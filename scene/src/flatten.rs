use crate::arc::*;
use crate::error::*;
use crate::geometry::*;
use crate::path::*;

use smallvec::*;

///
/// Maximum number of times a single curve will be subdivided while flattening it
///
const MAX_SUBDIVISION_DEPTH: usize = 16;

///
/// A point produced by flattening a path along with the stroke width of the piece that ends there
///
#[derive(Clone, Copy, Debug, PartialEq)]
pub struct FlattenedPoint {
    pub point:      Coord2,
    pub line_width: f64,
}

///
/// Distance from a point to the line through two other points (or to the first point if the line is degenerate)
///
#[inline]
fn distance_from_chord(point: Coord2, chord_start: Coord2, chord_end: Coord2) -> f64 {
    let chord   = chord_end - chord_start;
    let length  = chord.magnitude();
    let offset  = point - chord_start;

    if length <= 0.0 {
        offset.magnitude()
    } else {
        (offset.0*chord.1 - offset.1*chord.0).abs() / length
    }
}

///
/// Settings used when flattening curves
///
/// Pieces of a curve whose control points all lie outside of the clip region can't cross into it, so they're replaced with
/// a single straight line instead of being subdivided further.
///
#[derive(Clone, Copy, Debug, PartialEq)]
pub struct FlattenOptions {
    /// Maximum distance between the curve and the lines that replace it
    pub tolerance: f64,

    /// The region where the curve needs to be accurate, as a (min, max) pair of corners
    pub clip: Option<(Coord2, Coord2)>,
}

impl FlattenOptions {
    ///
    /// Flattens curves to a tolerance everywhere
    ///
    #[inline]
    pub fn new(tolerance: f64) -> FlattenOptions {
        FlattenOptions { tolerance: tolerance, clip: None }
    }

    ///
    /// Only subdivides curves within a clip region
    ///
    #[inline]
    pub fn with_clip(mut self, min: Coord2, max: Coord2) -> FlattenOptions {
        self.clip = Some((min, max));
        self
    }

    ///
    /// True if none of a set of control points are inside the clip region (so the curve they describe is also outside)
    ///
    #[inline]
    fn is_clipped(&self, points: &[Coord2]) -> bool {
        if let Some((min, max)) = self.clip {
            points.iter().all(|p| p.0 < min.0)
                || points.iter().all(|p| p.0 > max.0)
                || points.iter().all(|p| p.1 < min.1)
                || points.iter().all(|p| p.1 > max.1)
        } else {
            false
        }
    }
}

///
/// Flattens a cubic bezier curve into a set of line segments, calling `add_point` for each point after the start
///
/// The curve is split at its midpoint until its control points are within the tolerance of the chord. Subdivision uses
/// an explicit stack so long or badly-behaved curves can't exhaust the call stack, and is limited in depth so
/// that a non-finite or zero tolerance still terminates. Any error from `add_point` stops the flattening.
///
pub fn flatten_cubic(start: Coord2, control_1: Coord2, control_2: Coord2, end: Coord2, options: &FlattenOptions, mut add_point: impl FnMut(Coord2) -> Result<(), TvgError>) -> Result<(), TvgError> {
    // Depth-first, so the stack never holds more than one pending piece per level
    let mut stack: SmallVec<[_; MAX_SUBDIVISION_DEPTH+1]> = smallvec![(start, control_1, control_2, end, 0)];

    while let Some((p0, p1, p2, p3, depth)) = stack.pop() {
        let flatness = distance_from_chord(p1, p0, p3).max(distance_from_chord(p2, p0, p3));

        if depth >= MAX_SUBDIVISION_DEPTH || !(flatness > options.tolerance) || options.is_clipped(&[p0, p1, p2, p3]) {
            add_point(p3)?;
            continue;
        }

        // de Casteljau split at t=0.5
        let p01     = p0.lerp(&p1, 0.5);
        let p12     = p1.lerp(&p2, 0.5);
        let p23     = p2.lerp(&p3, 0.5);
        let p012    = p01.lerp(&p12, 0.5);
        let p123    = p12.lerp(&p23, 0.5);
        let mid     = p012.lerp(&p123, 0.5);

        // Second half goes on the stack first so the first half is processed first
        stack.push((mid, p123, p23, p3, depth+1));
        stack.push((p0, p01, p012, mid, depth+1));
    }

    Ok(())
}

///
/// Flattens a quadratic bezier curve by raising it to a cubic
///
pub fn flatten_quadratic(start: Coord2, control: Coord2, end: Coord2, options: &FlattenOptions, add_point: impl FnMut(Coord2) -> Result<(), TvgError>) -> Result<(), TvgError> {
    let control_1 = start + (control - start) * (2.0/3.0);
    let control_2 = end + (control - end) * (2.0/3.0);

    flatten_cubic(start, control_1, control_2, end, options, add_point)
}

///
/// Flattens a path into a polyline, tagging every point with the stroke width in effect for the piece that ends there
///
/// The first point is always the start of the path and is tagged with `line_width`. A segment carrying its own line
/// width changes the width for itself and every segment after it. Closing a path adds its start point if the
/// polyline doesn't already end there. Fails with `OutOfMemory` if the points can't be stored.
///
pub fn flatten_path(path: &Path, options: &FlattenOptions, line_width: f64) -> Result<Vec<FlattenedPoint>, TvgError> {
    let start           = Coord2::from(path.start);
    let mut current     = start;
    let mut width       = line_width;
    let mut points      = vec![];

    points.try_reserve(path.segments.len() + 1)?;
    points.push(FlattenedPoint { point: start, line_width: width });

    for segment in path.segments.iter() {
        if let Some(segment_width) = segment.line_width {
            width = segment_width as f64;
        }

        let mut add_point = |point: Coord2| -> Result<(), TvgError> {
            points.try_reserve(1)?;
            points.push(FlattenedPoint { point, line_width: width });

            Ok(())
        };

        match segment.kind {
            SegmentKind::Line(end) => {
                current = Coord2::from(end);
                add_point(current)?;
            }

            SegmentKind::HorizontalLine(x) => {
                current = Coord2(x as f64, current.1);
                add_point(current)?;
            }

            SegmentKind::VerticalLine(y) => {
                current = Coord2(current.0, y as f64);
                add_point(current)?;
            }

            SegmentKind::CubicBezier { control_1, control_2, end } => {
                let end = Coord2::from(end);
                flatten_cubic(current, Coord2::from(control_1), Coord2::from(control_2), end, options, add_point)?;
                current = end;
            }

            SegmentKind::QuadraticBezier { control, end } => {
                let end = Coord2::from(end);
                flatten_quadratic(current, Coord2::from(control), end, options, add_point)?;
                current = end;
            }

            SegmentKind::ArcCircle { radius, large_arc, sweep, end } => {
                let end = Coord2::from(end);
                let mut section_start = current;

                for (control_1, control_2, section_end) in arc_to_cubics(current, end, radius as f64, radius as f64, 0.0, large_arc, sweep) {
                    flatten_cubic(section_start, control_1, control_2, section_end, options, &mut add_point)?;
                    section_start = section_end;
                }

                current = end;
            }

            SegmentKind::ArcEllipse { radius_x, radius_y, rotation, large_arc, sweep, end } => {
                let end = Coord2::from(end);
                let mut section_start = current;

                for (control_1, control_2, section_end) in arc_to_cubics(current, end, radius_x as f64, radius_y as f64, rotation as f64, large_arc, sweep) {
                    flatten_cubic(section_start, control_1, control_2, section_end, options, &mut add_point)?;
                    section_start = section_end;
                }

                current = end;
            }

            SegmentKind::ClosePath => {
                if current != start {
                    add_point(start)?;
                }

                current = start;
            }
        }
    }

    Ok(points)
}

///
/// Flattens a path to a tolerance, tagging every point with its stroke width (see `flatten_path()`)
///
pub fn flatten_with_widths(path: &Path, tolerance: f64, line_width: f64) -> Result<Vec<FlattenedPoint>, TvgError> {
    flatten_path(path, &FlattenOptions::new(tolerance), line_width)
}

///
/// Flattens a path into a polyline made of straight line segments no further than `tolerance` from the true curve
///
pub fn flatten(path: &Path, tolerance: f64) -> Result<Vec<Coord2>, TvgError> {
    let flattened   = flatten_with_widths(path, tolerance, 1.0)?;
    let mut points  = vec![];

    points.try_reserve_exact(flattened.len())?;
    points.extend(flattened.into_iter().map(|flattened| flattened.point));

    Ok(points)
}

///
/// Flattens a list of points, closing it if requested
///
pub fn polygon_points(points: &[Point], close: bool) -> Vec<Coord2> {
    let mut result = points.iter().map(|point| Coord2::from(*point)).collect::<Vec<_>>();

    if close {
        if let (Some(first), Some(last)) = (result.first().copied(), result.last().copied()) {
            if first != last {
                result.push(first);
            }
        }
    }

    result
}
use super::band_renderer::*;
use super::frame_size::*;

use crate::bitmap::*;
use crate::draw::*;
use crate::pixel::*;
use crate::render_options::*;

use tvg_scene::{Scene, TvgError};

///
/// Number of output rows rendered together in a band
///
const LINES_AT_ONCE: usize = 8;

///
/// Renders a single band of output rows, using `buffer` to store the supersample cells
///
fn render_output_band(shapes: &[PreparedShape], frame: &SupersampleFrame, band_idx: usize, band_pixels: &mut [u8], buffer: &mut Vec<F32LinearPixel>) -> Result<(), TvgError> {
    let output_rows     = band_pixels.len() / (frame.output_width * 4);
    let first_row       = band_idx * LINES_AT_ONCE * frame.grid;
    let num_rows        = output_rows * frame.grid;
    let buffer_len      = frame.width().checked_mul(num_rows).ok_or(TvgError::OutOfMemory)?;

    // Start with a clear buffer
    buffer.clear();
    buffer.try_reserve_exact(buffer_len)?;
    buffer.resize(buffer_len, F32LinearPixel::transparent());

    log::trace!("Rendering supersample rows {}..{}", first_row, first_row + num_rows);

    render_band(shapes, frame, first_row..(first_row + num_rows), buffer)?;
    downsample_band(frame, buffer, band_pixels);

    Ok(())
}

///
/// Renders every band of a frame into a RGBA buffer
///
#[cfg(not(feature="multithreading"))]
fn render_bands(shapes: &[PreparedShape], frame: &SupersampleFrame, pixels: &mut [u8]) -> Result<(), TvgError> {
    let mut buffer = vec![];

    pixels.chunks_mut(frame.output_width * 4 * LINES_AT_ONCE)
        .enumerate()
        .try_for_each(|(band_idx, band_pixels)| render_output_band(shapes, frame, band_idx, band_pixels, &mut buffer))
}

///
/// Renders every band of a frame into a RGBA buffer
///
/// Each band owns its own rows of the output and its own supersample buffer, so bands are rendered in parallel
///
#[cfg(feature="multithreading")]
fn render_bands(shapes: &[PreparedShape], frame: &SupersampleFrame, pixels: &mut [u8]) -> Result<(), TvgError> {
    use rayon::prelude::*;

    pixels.par_chunks_mut(frame.output_width * 4 * LINES_AT_ONCE)
        .enumerate()
        .try_for_each_init(|| vec![], 
            |buffer, (band_idx, band_pixels)| render_output_band(shapes, frame, band_idx, band_pixels, buffer))
}

///
/// Rasterizes a scene to a bitmap
///
/// Commands are drawn in order, each composited over the result of the commands before it, into a supersampled buffer that is
/// then averaged down to the output size. Fails with `InvalidData` if the output size is zero or a style refers to a colour that
/// isn't in the colour table, and with `OutOfMemory` if a buffer can't be allocated.
///
pub fn render_scene(scene: &Scene, options: &RenderOptions) -> Result<Bitmap, TvgError> {
    options.validate()?;

    let frame       = SupersampleFrame::new(&scene.header, options);
    let byte_len    = frame.output_width.checked_mul(frame.output_height)
        .and_then(|len| len.checked_mul(4))
        .ok_or(TvgError::OutOfMemory)?;

    log::debug!("Rendering {}x{} scene to a {}x{} bitmap ({} samples per pixel)", 
        scene.header.width, scene.header.height, frame.output_width, frame.output_height, options.anti_alias.samples_per_pixel());

    let shapes      = prepare_scene(scene, &frame)?;

    let mut pixels  = vec![];
    pixels.try_reserve_exact(byte_len)?;
    pixels.resize(byte_len, 0u8);

    render_bands(&shapes, &frame, &mut pixels)?;

    Ok(Bitmap::new(options.width, options.height, pixels))
}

- [Problem requirements] Above are the records; repeat exactly the lines from the one holding "together in a band" down to the one holding "let mut buffer = vec![];", end lines included.

- [Output for this task]
/// Number of output rows rendered together in a band
///
const LINES_AT_ONCE: usize = 8;

///
/// Renders a single band of output rows, using `buffer` to store the supersample cells
///
fn render_output_band(shapes: &[PreparedShape], frame: &SupersampleFrame, band_idx: usize, band_pixels: &mut [u8], buffer: &mut Vec<F32LinearPixel>) -> Result<(), TvgError> {
    let output_rows     = band_pixels.len() / (frame.output_width * 4);
    let first_row       = band_idx * LINES_AT_ONCE * frame.grid;
    let num_rows        = output_rows * frame.grid;
    let buffer_len      = frame.width().checked_mul(num_rows).ok_or(TvgError::OutOfMemory)?;

    // Start with a clear buffer
    buffer.clear();
    buffer.try_reserve_exact(buffer_len)?;
    buffer.resize(buffer_len, F32LinearPixel::transparent());

    log::trace!("Rendering supersample rows {}..{}", first_row, first_row + num_rows);

    render_band(shapes, frame, first_row..(first_row + num_rows), buffer)?;
    downsample_band(frame, buffer, band_pixels);

    Ok(())
}

///
/// Renders every band of a frame into a RGBA buffer
///
#[cfg(not(feature="multithreading"))]
fn render_bands(shapes: &[PreparedShape], frame: &SupersampleFrame, pixels: &mut [u8]) -> Result<(), TvgError> {
    let mut buffer = vec![];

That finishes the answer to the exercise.